Collected data entries:
════

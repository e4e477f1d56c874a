use anchor_lang::prelude::*;

use crate::{
    constants::*,
    errors::MarketError,
    events::{BidModified, BidWithdrawn},
    instructions::{batch, place_bid::bidder_position},
    market,
    state::{Bid, Vault},
    stored::{registered_vault, Stored},
    strategy::LoadedStrategy,
};

#[derive(Accounts)]
#[instruction(bid_id: u64)]
pub struct ModifyBid<'info> {
    /// CHECK: loaded as a `Bid` by the handler
    #[account(mut, seeds = [BID_SEED, bid_id.to_le_bytes().as_ref()], bump)]
    pub bid: UncheckedAccount<'info>,

    /// CHECK: loaded as the bid's registered `Vault` by the handler
    pub vault: UncheckedAccount<'info>,

    /// CHECK: read as a `UserPosition` when it exists
    pub position: Option<UncheckedAccount<'info>>,

    pub bidder: Signer<'info>,

    /// CHECK: matched against the vault strategy
    pub yield_source: Option<UncheckedAccount<'info>>,
}

pub fn modify_bid(ctx: Context<ModifyBid>, _bid_id: u64, amount: u64) -> Result<()> {
    let bidder = ctx.accounts.bidder.key();
    let mut bid = Stored::<Bid>::load(&ctx.accounts.bid, MarketError::BidDoesNotExist)?;
    let vault = vault_of(&ctx.accounts.vault, &bid.vault)?;
    let position = bidder_position(ctx.accounts.position.as_deref(), &vault.key(), &bidder)?;

    let yield_source = ctx.accounts.yield_source.as_ref().map(|a| a.to_account_info());
    let strategy = LoadedStrategy::load(&vault.strategy, yield_source.as_ref())?;

    market::modify_bid(&mut bid, &bidder, amount, &strategy, position.as_deref())?;
    bid.persist()?;

    emit!(BidModified { id: bid.id, amount });

    Ok(())
}

/// The registered vault a bid or option was placed against.
pub(crate) fn vault_of<'a, 'info>(info: &'a AccountInfo<'info>, name: &[u8; 32]) -> Result<Stored<'a, 'info, Vault>> {
    let vault = registered_vault(info)?;
    require!(vault.name == *name, MarketError::VaultNotFound);
    Ok(vault)
}

#[derive(AnchorSerialize, AnchorDeserialize, Clone, Copy, Debug, PartialEq, Eq)]
pub struct BidUpdate {
    pub bid_id: u64,
    pub amount: u64,
}

#[derive(Accounts)]
#[instruction(name: [u8; 32])]
pub struct ModifyMultipleBids<'info> {
    /// CHECK: loaded as a registered `Vault` by the handler
    #[account(seeds = [VAULT_SEED, name.as_ref()], bump)]
    pub vault: UncheckedAccount<'info>,

    /// CHECK: read as a `UserPosition` when it exists
    pub position: Option<UncheckedAccount<'info>>,

    pub bidder: Signer<'info>,

    /// CHECK: matched against the vault strategy
    pub yield_source: Option<UncheckedAccount<'info>>,
    // Remaining accounts: one writable bid account per update, in order
}

pub fn modify_multiple_bids<'info>(
    ctx: Context<'_, '_, '_, 'info, ModifyMultipleBids<'info>>,
    _name: [u8; 32],
    updates: Vec<BidUpdate>,
) -> Result<()> {
    batch::check_batch(updates.len(), ctx.remaining_accounts.len(), 1)?;

    let bidder = ctx.accounts.bidder.key();
    let vault = registered_vault(&ctx.accounts.vault)?;
    let position = bidder_position(ctx.accounts.position.as_deref(), &vault.key(), &bidder)?;
    let position = position.as_deref();

    let yield_source = ctx.accounts.yield_source.as_ref().map(|a| a.to_account_info());
    let strategy = LoadedStrategy::load(&vault.strategy, yield_source.as_ref())?;

    for (update, info) in updates.iter().zip(ctx.remaining_accounts.iter()) {
        let mut bid = Stored::<Bid>::load(info, MarketError::BidDoesNotExist)?;
        require!(
            bid.id == update.bid_id && bid.vault == vault.name,
            MarketError::BatchAccountsMismatch
        );

        market::modify_bid(&mut bid, &bidder, update.amount, &strategy, position)?;
        bid.persist()?;

        emit!(BidModified {
            id: bid.id,
            amount: update.amount,
        });
    }

    Ok(())
}

#[derive(Accounts)]
#[instruction(bid_id: u64)]
pub struct WithdrawBid<'info> {
    /// CHECK: loaded as a `Bid` by the handler
    #[account(mut, seeds = [BID_SEED, bid_id.to_le_bytes().as_ref()], bump)]
    pub bid: UncheckedAccount<'info>,

    pub bidder: Signer<'info>,
}

pub fn withdraw_bid(ctx: Context<WithdrawBid>, _bid_id: u64) -> Result<()> {
    let bidder = ctx.accounts.bidder.key();
    let mut bid = Stored::<Bid>::load(&ctx.accounts.bid, MarketError::BidDoesNotExist)?;
    bid.withdraw(&bidder)?;
    bid.persist()?;

    emit!(BidWithdrawn { id: bid.id, bidder });

    Ok(())
}

#[derive(Accounts)]
pub struct WithdrawMultipleBids<'info> {
    pub bidder: Signer<'info>,
    // Remaining accounts: one writable bid account per id, in order
}

pub fn withdraw_multiple_bids<'info>(
    ctx: Context<'_, '_, '_, 'info, WithdrawMultipleBids<'info>>,
    bid_ids: Vec<u64>,
) -> Result<()> {
    batch::check_batch(bid_ids.len(), ctx.remaining_accounts.len(), 1)?;

    let bidder = ctx.accounts.bidder.key();
    for (bid_id, info) in bid_ids.iter().zip(ctx.remaining_accounts.iter()) {
        let mut bid = Stored::<Bid>::load(info, MarketError::BidDoesNotExist)?;
        require!(bid.id == *bid_id, MarketError::BatchAccountsMismatch);

        bid.withdraw(&bidder)?;
        bid.persist()?;

        emit!(BidWithdrawn { id: bid.id, bidder });
    }

    Ok(())
}
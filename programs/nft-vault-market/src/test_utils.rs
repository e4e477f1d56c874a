use anchor_lang::error::ERROR_CODE_OFFSET;
use anchor_lang::prelude::*;

use crate::errors::MarketError;

pub fn assert_market_error<T>(result: Result<T>, expected: MarketError) {
    match result {
        Err(Error::AnchorError(err)) => assert_eq!(
            err.error_code_number,
            ERROR_CODE_OFFSET + expected as u32,
            "expected {:?}, got {}",
            expected,
            err.error_name
        ),
        Err(other) => panic!("expected {:?}, got {:?}", expected, other),
        Ok(_) => panic!("expected {:?}, got Ok", expected),
    }
}
use anchor_lang::prelude::*;

pub mod accrual;
pub mod claim;
pub mod constants;
pub mod errors;
pub mod events;
pub mod instructions;
pub mod market;
pub mod merkle;
pub mod nft;
pub mod punks_integration;
pub mod stake_pool_integration;
pub mod state;
pub mod stored;
pub mod strategy;

#[cfg(test)]
pub(crate) mod test_utils;
#[cfg(test)]
mod tests;

use claim::ClaimAttestation;
use instructions::*;
use state::{BidInput, ClaimMode, OptionBidInput, OptionDuration};
use strategy::StrategyConfig;

declare_id!("NftVau1tMarket11111111111111111111111111111");

#[program]
pub mod nft_vault_market {
    use super::*;

    /// Create the marketplace, the rewards configuration and the reward treasury
    pub fn initialize(ctx: Context<Initialize>, punk_registry: Pubkey) -> Result<()> {
        instructions::initialize(ctx, punk_registry)
    }

    pub fn transfer_ownership(ctx: Context<TransferOwnership>, new_owner: Pubkey) -> Result<()> {
        instructions::transfer_ownership(ctx, new_owner)
    }

    /// Register a vault, or re-activate an unregistered one
    pub fn register_vault(ctx: Context<RegisterVault>, name: [u8; 32], strategy: StrategyConfig) -> Result<()> {
        instructions::register_vault(ctx, name, strategy)
    }

    pub fn unregister_vault(ctx: Context<ConfigureVault>, name: [u8; 32]) -> Result<()> {
        instructions::unregister_vault(ctx, name)
    }

    /// Move a vault onto a successor strategy of the same kind
    pub fn upgrade_vault(ctx: Context<ConfigureVault>, name: [u8; 32], strategy: StrategyConfig) -> Result<()> {
        instructions::upgrade_vault(ctx, name, strategy)
    }

    pub fn deposit<'info>(
        ctx: Context<'_, '_, '_, 'info, Deposit<'info>>,
        name: [u8; 32],
        lamports: u64,
    ) -> Result<()> {
        instructions::deposit(ctx, name, lamports)
    }

    pub fn deposit_lp_token<'info>(
        ctx: Context<'_, '_, '_, 'info, DepositLpToken<'info>>,
        name: [u8; 32],
        amount: u64,
    ) -> Result<()> {
        instructions::deposit_lp_token(ctx, name, amount)
    }

    pub fn withdraw<'info>(
        ctx: Context<'_, '_, '_, 'info, Withdraw<'info>>,
        shares: u64,
        name: [u8; 32],
    ) -> Result<()> {
        instructions::withdraw(ctx, shares, name)
    }

    pub fn withdraw_lp_token<'info>(
        ctx: Context<'_, '_, '_, 'info, Withdraw<'info>>,
        shares: u64,
        name: [u8; 32],
    ) -> Result<()> {
        instructions::withdraw_lp_token(ctx, shares, name)
    }

    pub fn set_rewards_duration(ctx: Context<SetRewardsDuration>, name: [u8; 32], duration: i64) -> Result<()> {
        instructions::set_rewards_duration(ctx, name, duration)
    }

    /// Fund the treasury and start or extend the vault's reward emission
    pub fn notify_reward_amount(ctx: Context<NotifyRewardAmount>, name: [u8; 32], reward: u64) -> Result<()> {
        instructions::notify_reward_amount(ctx, name, reward)
    }

    pub fn get_reward(ctx: Context<GetReward>, name: [u8; 32]) -> Result<()> {
        instructions::get_reward(ctx, name)
    }

    /// User balances in a vault, returned through return data
    pub fn vault_balance(ctx: Context<ViewVaultBalance>, name: [u8; 32]) -> Result<VaultBalance> {
        instructions::vault_balance(ctx, name)
    }

    pub fn place_bid(ctx: Context<PlaceBid>, name: [u8; 32], input: BidInput) -> Result<()> {
        instructions::place_bid(ctx, name, input)
    }

    pub fn place_multiple_bids<'info>(
        ctx: Context<'_, '_, '_, 'info, PlaceMultipleBids<'info>>,
        name: [u8; 32],
        inputs: Vec<BidInput>,
    ) -> Result<()> {
        instructions::place_multiple_bids(ctx, name, inputs)
    }

    pub fn modify_bid(ctx: Context<ModifyBid>, bid_id: u64, amount: u64) -> Result<()> {
        instructions::modify_bid(ctx, bid_id, amount)
    }

    pub fn modify_multiple_bids<'info>(
        ctx: Context<'_, '_, '_, 'info, ModifyMultipleBids<'info>>,
        name: [u8; 32],
        updates: Vec<BidUpdate>,
    ) -> Result<()> {
        instructions::modify_multiple_bids(ctx, name, updates)
    }

    pub fn withdraw_bid(ctx: Context<WithdrawBid>, bid_id: u64) -> Result<()> {
        instructions::withdraw_bid(ctx, bid_id)
    }

    pub fn withdraw_multiple_bids<'info>(
        ctx: Context<'_, '_, '_, 'info, WithdrawMultipleBids<'info>>,
        bid_ids: Vec<u64>,
    ) -> Result<()> {
        instructions::withdraw_multiple_bids(ctx, bid_ids)
    }

    /// Sell into a bid; the bidder's live balance is re-checked
    pub fn accept_bid<'info>(ctx: Context<'_, '_, '_, 'info, AcceptBid<'info>>, bid_id: u64) -> Result<()> {
        instructions::accept_bid(ctx, bid_id)
    }

    pub fn place_option_bid(ctx: Context<PlaceOptionBid>, name: [u8; 32], input: OptionBidInput) -> Result<()> {
        instructions::place_option_bid(ctx, name, input)
    }

    pub fn modify_option_bid(
        ctx: Context<ModifyOptionBid>,
        option_id: u64,
        strike: u64,
        premium: u64,
        duration: OptionDuration,
    ) -> Result<()> {
        instructions::modify_option_bid(ctx, option_id, strike, premium, duration)
    }

    pub fn withdraw_option_bid(ctx: Context<WithdrawOptionBid>, option_id: u64) -> Result<()> {
        instructions::withdraw_option_bid(ctx, option_id)
    }

    /// Take the premium and escrow the NFT until exercise or expiry
    pub fn accept_option_bid<'info>(
        ctx: Context<'_, '_, '_, 'info, AcceptOptionBid<'info>>,
        option_id: u64,
    ) -> Result<()> {
        instructions::accept_option_bid(ctx, option_id)
    }

    pub fn exercise_option<'info>(
        ctx: Context<'_, '_, '_, 'info, ExerciseOption<'info>>,
        option_id: u64,
    ) -> Result<()> {
        instructions::exercise_option(ctx, option_id)
    }

    pub fn close_option(ctx: Context<CloseOption>, option_id: u64) -> Result<()> {
        instructions::close_option(ctx, option_id)
    }

    pub fn set_epoch_duration(ctx: Context<ConfigureRewards>, duration: i64) -> Result<()> {
        instructions::set_epoch_duration(ctx, duration)
    }

    pub fn start_epoch(ctx: Context<StartEpoch>) -> Result<()> {
        instructions::start_epoch(ctx)
    }

    pub fn set_collection_allocation(
        ctx: Context<ConfigureRewards>,
        collection: Pubkey,
        allocation: u64,
        floor_price: u64,
    ) -> Result<()> {
        instructions::set_collection_allocation(ctx, collection, allocation, floor_price)
    }

    pub fn set_deposits_allocation(ctx: Context<ConfigureRewards>, allocation: u64) -> Result<()> {
        instructions::set_deposits_allocation(ctx, allocation)
    }

    pub fn set_sales_allocation(ctx: Context<ConfigureRewards>, allocation: u64) -> Result<()> {
        instructions::set_sales_allocation(ctx, allocation)
    }

    pub fn set_sales_split(ctx: Context<ConfigureRewards>, buyer_bps: u16) -> Result<()> {
        instructions::set_sales_split(ctx, buyer_bps)
    }

    pub fn set_claim_mode(ctx: Context<ConfigureRewards>, mode: ClaimMode) -> Result<()> {
        instructions::set_claim_mode(ctx, mode)
    }

    /// Publish the Merkle root for an ended epoch
    pub fn set_epoch_rewards_distribution(
        ctx: Context<SetEpochRewardsDistribution>,
        epoch_index: u64,
        merkle_root: [u8; 32],
        total: u64,
    ) -> Result<()> {
        instructions::set_epoch_rewards_distribution(ctx, epoch_index, merkle_root, total)
    }

    pub fn open_epoch_activity(ctx: Context<OpenEpochActivity>) -> Result<()> {
        instructions::open_epoch_activity(ctx)
    }

    /// Claim a share of a closed epoch, weighted or Merkle-attested
    pub fn claim_rewards(ctx: Context<ClaimRewards>, epoch_index: u64, attestation: ClaimAttestation) -> Result<()> {
        instructions::claim_rewards(ctx, epoch_index, attestation)
    }
}
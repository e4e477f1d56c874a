//! End-to-end scenarios over the program's state machines, without a runtime.

use anchor_lang::prelude::*;
use anchor_spl::token::{self, spl_token};
use proptest::prelude::*;
use solana_program::program_pack::Pack;

use crate::{
    claim::{compute_claim, MerkleClaim, WeightedClaim},
    errors::MarketError,
    market, merkle,
    state::*,
    strategy::{PassThrough, VaultStrategy},
    test_utils::assert_market_error,
};

const ONE_SOL: u64 = 1_000_000_000;
const ONE_TOKEN: u64 = 1_000_000_000;

fn token_account_data(mint: &Pubkey, owner: &Pubkey) -> Vec<u8> {
    let mut data = vec![0u8; spl_token::state::Account::LEN];
    spl_token::state::Account {
        mint: *mint,
        owner: *owner,
        amount: 1,
        state: spl_token::state::AccountState::Initialized,
        ..Default::default()
    }
    .pack_into_slice(&mut data);
    data
}

fn deposit(vault: &mut Vault, position: &mut UserPosition, lamports: u64, now: i64) -> u64 {
    let shares = PassThrough.shares_for(lamports).unwrap();
    vault.credit(position, lamports, shares, now).unwrap();
    shares
}

fn position_of(vault_key: &Pubkey) -> UserPosition {
    UserPosition {
        vault: *vault_key,
        owner: Pubkey::new_unique(),
        ..Default::default()
    }
}

#[test]
fn one_sol_round_trip_through_empty_vault() {
    let mut vault = Vault::default();
    let mut position = position_of(&Pubkey::new_unique());

    let shares = deposit(&mut vault, &mut position, ONE_SOL, 0);
    assert_eq!(shares, ONE_SOL);
    assert_eq!(PassThrough.value_of(position.shares).unwrap(), ONE_SOL);
    assert_eq!(position.principal, ONE_SOL);

    let principal = vault.debit(&mut position, shares, 10).unwrap();
    assert_eq!(principal, ONE_SOL);
    assert_eq!(PassThrough.value_of(shares).unwrap(), ONE_SOL);
    assert_eq!(position.shares, 0);
    assert_eq!(position.principal, 0);
    assert!(vault.is_empty());
}

#[test]
fn withdrawal_invalidates_standing_bid() {
    let collection = Pubkey::new_unique();
    let mint = Pubkey::new_unique();
    let seller = Pubkey::new_unique();

    let mut marketplace = Marketplace::default();
    let mut vault = Vault::default();
    let mut position = position_of(&Pubkey::new_unique());
    deposit(&mut vault, &mut position, ONE_SOL, 0);

    let holder_key = Pubkey::new_unique();
    let mut lamports = 0u64;
    let mut data = token_account_data(&mint, &seller);
    let holder = AccountInfo::new(&holder_key, false, false, &mut lamports, &mut data, &token::ID, false, 0);

    let input = BidInput {
        collection,
        token_id: mint,
        amount: ONE_SOL,
    };
    let bid = market::enter_bid(
        &mut marketplace,
        &vault,
        &PassThrough,
        Some(&position),
        &holder,
        &position.owner,
        &input,
        255,
    )
    .unwrap();
    assert_eq!(bid.id, 0);
    assert_eq!(marketplace.next_bid_id, 1);

    vault.debit(&mut position, ONE_SOL / 2, 5).unwrap();

    assert_market_error(
        market::take_payment(&mut vault, &mut position, &PassThrough, bid.amount, 6, MarketError::BidNoLongerValid),
        MarketError::BidNoLongerValid,
    );
    assert_eq!(position.shares, ONE_SOL / 2);
}

#[test]
fn bid_on_unowned_token_is_rejected() {
    let mut marketplace = Marketplace::default();
    let mut vault = Vault::default();
    let mut position = position_of(&Pubkey::new_unique());
    deposit(&mut vault, &mut position, ONE_SOL, 0);

    let holder_key = Pubkey::new_unique();
    let mut lamports = 0u64;
    let mut data = token_account_data(&Pubkey::new_unique(), &Pubkey::new_unique());
    let holder = AccountInfo::new(&holder_key, false, false, &mut lamports, &mut data, &token::ID, false, 0);

    let input = BidInput {
        collection: Pubkey::new_unique(),
        token_id: Pubkey::new_unique(),
        amount: ONE_SOL,
    };
    assert_market_error(
        market::enter_bid(&mut marketplace, &vault, &PassThrough, Some(&position), &holder, &position.owner, &input, 255),
        MarketError::NftNotFound,
    );
    assert_eq!(marketplace.next_bid_id, 0);
}

#[test]
fn accepted_bid_debits_buyer_by_bid_amount() {
    let mut vault = Vault::default();
    let mut buyer = position_of(&Pubkey::new_unique());
    deposit(&mut vault, &mut buyer, 2 * ONE_SOL, 0);

    let mut bid = Bid {
        amount: ONE_SOL,
        bidder: buyer.owner,
        active: true,
        ..Default::default()
    };
    bid.ensure_exists().unwrap();

    let shares = market::take_payment(&mut vault, &mut buyer, &PassThrough, bid.amount, 1, MarketError::BidNoLongerValid)
        .unwrap();
    bid.active = false;

    assert_eq!(PassThrough.value_of(shares).unwrap(), ONE_SOL);
    assert_eq!(PassThrough.value_of(buyer.shares).unwrap(), ONE_SOL);
    assert_eq!(vault.total_shares, buyer.shares);
    assert_market_error(bid.ensure_exists(), MarketError::BidDoesNotExist);
}

#[test]
fn option_lifecycle_after_expiry() {
    let buyer = Pubkey::new_unique();
    let seller = Pubkey::new_unique();
    let mut option = OptionBid {
        strike: 3 * ONE_SOL,
        premium: ONE_SOL / 10,
        duration: OptionDuration::ThirtyDays,
        buyer,
        ..Default::default()
    };

    assert_market_error(option.exercise(&buyer, 0), MarketError::OptionNotExercisable);

    option.accept(&seller, 100).unwrap();
    let expiry = option.expiry;
    assert_eq!(expiry, 100 + OptionDuration::ThirtyDays.seconds());
    assert_market_error(option.accept(&seller, 101), MarketError::OptionAlreadyAccepted);
    assert_market_error(option.close_expired(&seller, expiry - 1), MarketError::OptionNotExpired);
    assert_market_error(option.close_expired(&buyer, expiry), MarketError::NotYourOption);

    option.close_expired(&seller, expiry).unwrap();
    assert_eq!(option.state, OptionState::Closed);
    assert_market_error(option.exercise(&buyer, expiry + 1), MarketError::OptionNotExercisable);
    assert_market_error(option.close_expired(&seller, expiry + 1), MarketError::OptionNotExercisable);
}

#[test]
fn exercise_rechecks_strike_against_live_balance() {
    let mut vault = Vault::default();
    let mut buyer = position_of(&Pubkey::new_unique());
    deposit(&mut vault, &mut buyer, ONE_SOL, 0);

    let mut option = OptionBid {
        strike: ONE_SOL,
        premium: ONE_SOL / 4,
        duration: OptionDuration::NinetyDays,
        buyer: buyer.owner,
        ..Default::default()
    };

    market::take_payment(&mut vault, &mut buyer, &PassThrough, option.premium, 1, MarketError::OptionNoLongerValid)
        .unwrap();
    option.accept(&Pubkey::new_unique(), 1).unwrap();

    option.check_exercise(&buyer.owner, 2).unwrap();
    assert_market_error(
        market::take_payment(&mut vault, &mut buyer, &PassThrough, option.strike, 2, MarketError::BidNoLongerValid),
        MarketError::BidNoLongerValid,
    );
    assert_eq!(option.state, OptionState::Accepted);
}

/// Two bidders, one collection allocation of 15 tokens with a 1 SOL floor.
fn bidding_epoch() -> (RewardsConfig, Epoch, Pubkey) {
    let collection = Pubkey::new_unique();
    let mut config = RewardsConfig::default();
    config.set_epoch_duration(1_000, 0).unwrap();
    config
        .set_collection_allocation(collection, 15 * ONE_TOKEN, ONE_SOL)
        .unwrap();
    let epoch = config.start_epoch(0, 254).unwrap();
    (config, epoch, collection)
}

fn activity_for(epoch: &Epoch, user: &Pubkey) -> UserEpochActivity {
    UserEpochActivity {
        epoch: epoch.index,
        user: *user,
        ..Default::default()
    }
}

#[test]
fn weighted_claims_split_by_bid_count() {
    let (config, mut epoch, collection) = bidding_epoch();
    let user1 = Pubkey::new_unique();
    let user2 = Pubkey::new_unique();
    let mut activity1 = activity_for(&epoch, &user1);
    let mut activity2 = activity_for(&epoch, &user2);

    epoch.record_bid(&mut activity1, &user1, &collection, 2 * ONE_SOL, 10).unwrap();
    epoch.record_bid(&mut activity2, &user2, &collection, 2 * ONE_SOL, 20).unwrap();
    epoch.record_bid(&mut activity2, &user2, &collection, 2 * ONE_SOL, 30).unwrap();
    assert_eq!(epoch.pools[0].total_weight, 3 * ONE_SOL);

    let end = epoch.end_time;
    assert_market_error(
        compute_claim(&config, 0, Some(&epoch), &WeightedClaim { activity: Some(&activity1) }, &user1, end - 1),
        MarketError::EpochNotEnded,
    );

    let owed1 = compute_claim(&config, 0, Some(&epoch), &WeightedClaim { activity: Some(&activity1) }, &user1, end).unwrap();
    let owed2 = compute_claim(&config, 0, Some(&epoch), &WeightedClaim { activity: Some(&activity2) }, &user2, end).unwrap();
    assert_eq!(owed1, 5 * ONE_TOKEN);
    assert_eq!(owed2, 10 * ONE_TOKEN);

    let mut receipt = ClaimReceipt::default();
    receipt.mark_claimed(owed1, end).unwrap();
    assert_market_error(receipt.mark_claimed(owed1, end + 1), MarketError::AlreadyClaimed);
    assert_eq!(receipt.amount, owed1);
}

#[test]
fn merkle_claims_pay_attested_amounts_once() {
    let (mut config, _, _) = bidding_epoch();
    config.claim_mode = ClaimMode::Merkle;
    let epoch_end = config.current_epoch_end;
    let mut epoch = config.start_epoch(epoch_end, 253).unwrap();
    assert_eq!(epoch.index, 1);
    assert_eq!(epoch.claim_mode, ClaimMode::Merkle);

    let user1 = Pubkey::new_unique();
    let user2 = Pubkey::new_unique();
    let leaf1 = merkle::leaf(&user1, 5 * ONE_TOKEN);
    let leaf2 = merkle::leaf(&user2, 10 * ONE_TOKEN);
    let root = merkle::hash_pair(&leaf1, &leaf2);

    let end = epoch.end_time;
    assert_market_error(epoch.set_rewards_distribution(root, 15 * ONE_TOKEN, end - 1), MarketError::EpochHasNotEnded);
    epoch.set_rewards_distribution(root, 15 * ONE_TOKEN, end).unwrap();
    assert_market_error(
        epoch.set_rewards_distribution([0u8; 32], 0, end),
        MarketError::EpochRewardsAlreadySet,
    );

    let proof1 = [leaf2];
    let claim = MerkleClaim {
        amount: 5 * ONE_TOKEN,
        proof: &proof1,
    };
    assert_eq!(compute_claim(&config, 1, Some(&epoch), &claim, &user1, end).unwrap(), 5 * ONE_TOKEN);
    assert_market_error(
        compute_claim(&config, 1, Some(&epoch), &claim, &user2, end),
        MarketError::InvalidMerkleProof,
    );
    assert_market_error(
        compute_claim(&config, 1, Some(&epoch), &WeightedClaim { activity: None }, &user1, end),
        MarketError::ClaimModeMismatch,
    );
}

#[test]
fn activity_outside_the_window_accrues_nothing() {
    let (_, mut epoch, collection) = bidding_epoch();
    let user = Pubkey::new_unique();
    let mut activity = activity_for(&epoch, &user);

    let weight = epoch
        .record_bid(&mut activity, &user, &collection, 2 * ONE_SOL, epoch.end_time)
        .unwrap();
    assert_eq!(weight, 0);
    epoch.record_deposit(&mut activity, &user, ONE_SOL, epoch.end_time + 1).unwrap();
    assert!(!activity.has_weight());
    assert_eq!(epoch.total_deposits, 0);
}

#[derive(Clone, Debug)]
enum VaultOp {
    Deposit { user: usize, lamports: u64 },
    Withdraw { user: usize, shares: u64 },
}

fn vault_op() -> impl Strategy<Value = VaultOp> {
    prop_oneof![
        (0usize..3, 1u64..10 * ONE_SOL).prop_map(|(user, lamports)| VaultOp::Deposit { user, lamports }),
        (0usize..3, 1u64..10 * ONE_SOL).prop_map(|(user, shares)| VaultOp::Withdraw { user, shares }),
    ]
}

proptest! {
    #[test]
    fn total_shares_track_positions(ops in proptest::collection::vec(vault_op(), 1..40)) {
        let vault_key = Pubkey::new_unique();
        let mut vault = Vault::default();
        let mut positions: Vec<UserPosition> = (0..3).map(|_| position_of(&vault_key)).collect();

        for (step, op) in ops.into_iter().enumerate() {
            let now = step as i64;
            match op {
                VaultOp::Deposit { user, lamports } => {
                    deposit(&mut vault, &mut positions[user], lamports, now);
                }
                VaultOp::Withdraw { user, shares } => {
                    let held = positions[user].shares;
                    let result = vault.debit(&mut positions[user], shares, now);
                    prop_assert_eq!(result.is_ok(), shares <= held);
                }
            }

            let shares: u64 = positions.iter().map(|p| p.shares).sum();
            let principal: u64 = positions.iter().map(|p| p.principal).sum();
            prop_assert_eq!(shares, vault.total_shares);
            prop_assert_eq!(principal, vault.total_principal);
        }
    }
}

════

TASK TO CARRY OUT: If a line in the records holds the string "crate", copy it.

ANSWER SPACE:
use crate::{
pub(crate) fn vault_of<'a, 'info>(info: &'a AccountInfo<'info>, name: &[u8; 32]) -> Result<Stored<'a, 'info, Vault>> {
use crate::errors::MarketError;
pub(crate) mod test_utils;
use crate::{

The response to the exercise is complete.